Estalidos diastólicos : 
• Os estalidos diastólicos podem ocorrer nas estenoses das valvas mitral e tricúspide. 
> Estalido de abertura mitral: a abertura da valva mitral ocorre após o período de 
relaxamento isovolumétrico, no inicio da diástole e não determina qualquer ruído se a 
valva estiver normal. No entanto, na estenose mitral, em decorrência das modificações 
anatômicas e pressões, a abertura mitral passa a provocar um ruído seco, agudo e de 
curta duração, costuma ser intenso e pode ser palpável. Audível mais falcilmente em 
decúbito lateral esquerdo, na área mitral e na borda esternal esquerda, nos 3º e 4º 
espaço intercostais. 
OBS! Não devemos confundir o estalido com o desdobramento da 2º bulha (a 
diferença é que o desdobramento é audível na área pulmonar e o estalido ocorre no 3º 
e 4º espaço intercostal da esquerda e o estalido é mais agudo e mais seco) e 3º bulha 
(a 3a bulha, mais audível na ponta do coração, não é auscultada com facilidade em 
outras regiões do precórdio, enquanto o estalido é em todo o precórdio). 
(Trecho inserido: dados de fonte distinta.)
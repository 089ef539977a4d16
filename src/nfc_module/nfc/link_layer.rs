use serde::{Deserialize, Serialize};

use super::iso14443a::Frame;
use super::utils::*;

/// Command used to wake the tag before anticollision.
#[derive(Debug, PartialEq, Eq, Clone, Copy)]
pub enum Polling {
    /// Wakes only tags in the idle state.
    Reqa,
    /// Wakes idle and halted tags.
    Wupa,
}

/// How a tag is brought into a state that accepts commands.
#[derive(Debug, PartialEq, Eq, Clone, Copy, Serialize, Deserialize)]
pub enum WakeupType {
    /// The tag is already selected.
    None,
    Wupa,
    Reqa,
    /// Backdoor wakeup `40`/`43` of gen 1a magic cards.
    Gen1a,
    /// Backdoor wakeup `40` of gen 1b magic cards.
    Gen1b,
    /// Alternative backdoor wakeup `20`/`23` of gdm cards.
    GdmAlt,
}

#[derive(Debug, Clone, PartialEq, Eq)]
pub struct CardInfo {
    pub uid: Vec<u8>,
    /// Last four uid bytes, mixed into every authentication.
    pub cuid: u32,
    pub cascade_levels: u8,
    pub atqa: [u8; 2],
    pub sak: u8,
}

impl CardInfo {
    pub fn new(uid: Vec<u8>, atqa: [u8; 2], sak: u8) -> NfcResult<Self> {
        let cascade_levels = match uid.len() {
            4 => 1,
            7 => 2,
            10 => 3,
            _ => return Err(NfcError::InvalidArgument),
        };
        let cuid = bytes_to_u32(&uid[uid.len() - 4..])?;

        Ok(Self {
            uid,
            cuid,
            cascade_levels,
            atqa,
            sak,
        })
    }
}

/// ISO 14443-A reader front end.
///
/// Times are counted in reader clock ticks. All calls block until the
/// exchange is done.
pub trait LinkLayer {
    /// Full anticollision and select.
    fn select(&mut self, polling: Polling) -> NfcResult<CardInfo>;

    /// Select a known uid without anticollision.
    fn fast_reselect(&mut self, uid: &[u8], cascade_levels: u8) -> bool;

    /// Send a frame, optionally not before tick `at`. Returns the tick the
    /// frame started at.
    fn transmit(&mut self, frame: &Frame, at: Option<u32>) -> u32;

    fn receive(&mut self, timeout: u32) -> NfcResult<Frame>;

    /// Send a malformed one byte frame and wait out the tag's
    /// authentication timeout, so the next select starts from a known
    /// tag state after a fixed delay.
    fn force_timeout(&mut self);

    fn ticks(&self) -> u32;

    fn delay(&mut self, ticks: u32);

    fn field_off(&mut self);
}

#[cfg(test)]
mod tests {
    use super::*;

    #[test]
    fn cascade_levels_from_uid() {
        let card = CardInfo::new(hex!("9C 59 9B 32").to_vec(), hex!("00 04"), 0x08).unwrap();
        assert_eq!(card.cascade_levels, 1);
        assert_eq!(card.cuid, 0x9C599B32);

        let card = CardInfo::new(hex!("04 11 22 33 44 55 66").to_vec(), hex!("00 44"), 0x08).unwrap();
        assert_eq!(card.cascade_levels, 2);
        assert_eq!(card.cuid, 0x33445566);

        assert_eq!(
            CardInfo::new(vec![1, 2, 3], [0, 0], 0),
            Err(NfcError::InvalidArgument)
        );
    }
}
> Estalidos de abertura tricúspide: mais audível na borda esternal esquerda do que na 
direita, com características estetacústicas igual a do estalido mitral. 
 
Estalidos protossistólicos (pulmonar e aórtico) : 
> São também chamados de ruídos de ejeção, pois são causados por indicarem súbita 
ejeção de sangue nos vasos da base, sendo sua origem vascular causada pela vibração 
das paredes dos vasos. 
> Ruídos de alta frequência, agudos e intensos, produzidos na artéria pulmonar e 
aorta. 
> Lugares audíveis: estalido protossistólico pulmonar é característico da área 
pulmonar e na borda esternal esquerda. O estalido protossistólico aórtico é 
característico do 4º espaço intercostal esquerdo junto a borda estenal até a mitral 
(ictus cordis). 
 
Estalido mesossistólico e telessistólico 
> O surgimento de ruído entre a 1º e a 2º bulha cardíaca,no intervalo sistólico, 
também é denominado de clique sistólico. 
> Sua identificação é feita pelas suas características estetacústicas: é um ruído de alta 
frequência, seco, agudo, situado no meio ou no fim da sístole, cuja intensidade varia 
nitidamente durante os movimentos respiratórios e com as mudanças de posição. É 
audível nas áreas mitral ou tricúspide.